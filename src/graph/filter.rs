// Copyright (C) 2026 Michael Wilson <mike@mdwn.dev>
//
// This program is free software: you can redistribute it and/or modify it under
// the terms of the GNU General Public License as published by the Free Software
// Foundation, version 3.
//
// This program is distributed in the hope that it will be useful, but WITHOUT
// ANY WARRANTY; without even the implied warranty of MERCHANTABILITY or FITNESS
// FOR A PARTICULAR PURPOSE. See the GNU General Public License for more details.
//
// You should have received a copy of the GNU General Public License along with
// this program. If not, see <https://www.gnu.org/licenses/>.
//
use std::f32::consts::PI;

/// A one-pole lowpass. The voice engine maps velocity to the cutoff so soft
/// notes come out darker.
pub struct OnePole {
    coefficient: f32,
    state: f32,
}

impl OnePole {
    pub fn new(cutoff_hz: f32, sample_rate: u32) -> OnePole {
        let cutoff = cutoff_hz.max(1.0).min(sample_rate as f32 / 2.0);
        OnePole {
            coefficient: 1.0 - (-2.0 * PI * cutoff / sample_rate as f32).exp(),
            state: 0.0,
        }
    }

    #[inline]
    pub fn process(&mut self, input: f32) -> f32 {
        self.state += self.coefficient * (input - self.state);
        self.state
    }
}

/// A feed-forward compressor that squashes peaks above a threshold. Sustained
/// voices run through one of these so the looped tail never clips.
pub struct Compressor {
    threshold: f32,
    ratio: f32,
}

impl Compressor {
    pub fn new(threshold: f32, ratio: f32) -> Compressor {
        Compressor { threshold, ratio }
    }

    #[inline]
    pub fn process(&mut self, input: f32) -> f32 {
        let magnitude = input.abs();
        if magnitude <= self.threshold {
            input
        } else {
            let compressed = self.threshold + (magnitude - self.threshold) / self.ratio;
            compressed.copysign(input)
        }
    }
}

#[cfg(test)]
mod test {
    use super::*;

    #[test]
    fn test_lowpass_attenuates_alternating_signal() {
        let mut filter = OnePole::new(500.0, 44100);

        // A Nyquist-rate square wave should come out much smaller than it
        // went in.
        let mut peak = 0.0f32;
        for i in 0..1000 {
            let input = if i % 2 == 0 { 1.0 } else { -1.0 };
            let output = filter.process(input);
            if i > 100 {
                peak = peak.max(output.abs());
            }
        }
        assert!(peak < 0.25, "peak was {}", peak);
    }

    #[test]
    fn test_lowpass_passes_dc() {
        let mut filter = OnePole::new(500.0, 44100);
        let mut output = 0.0;
        for _ in 0..10000 {
            output = filter.process(1.0);
        }
        assert!((output - 1.0).abs() < 1e-3);
    }

    #[test]
    fn test_compressor_below_threshold_is_transparent() {
        let mut compressor = Compressor::new(0.8, 4.0);
        assert_eq!(compressor.process(0.5), 0.5);
        assert_eq!(compressor.process(-0.5), -0.5);
    }

    #[test]
    fn test_compressor_squashes_peaks() {
        let mut compressor = Compressor::new(0.8, 4.0);
        let output = compressor.process(1.6);
        assert!((output - 1.0).abs() < 1e-6);
        let output = compressor.process(-1.6);
        assert!((output + 1.0).abs() < 1e-6);
    }
}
---------------
Aim of the exercise: Pull each line holding "program" out of the listing.

Solution for this problem:
// This program is free software: you can redistribute it and/or modify it under
// This program is distributed in the hope that it will be useful, but WITHOUT
// this program. If not, see <https://www.gnu.org/licenses/>.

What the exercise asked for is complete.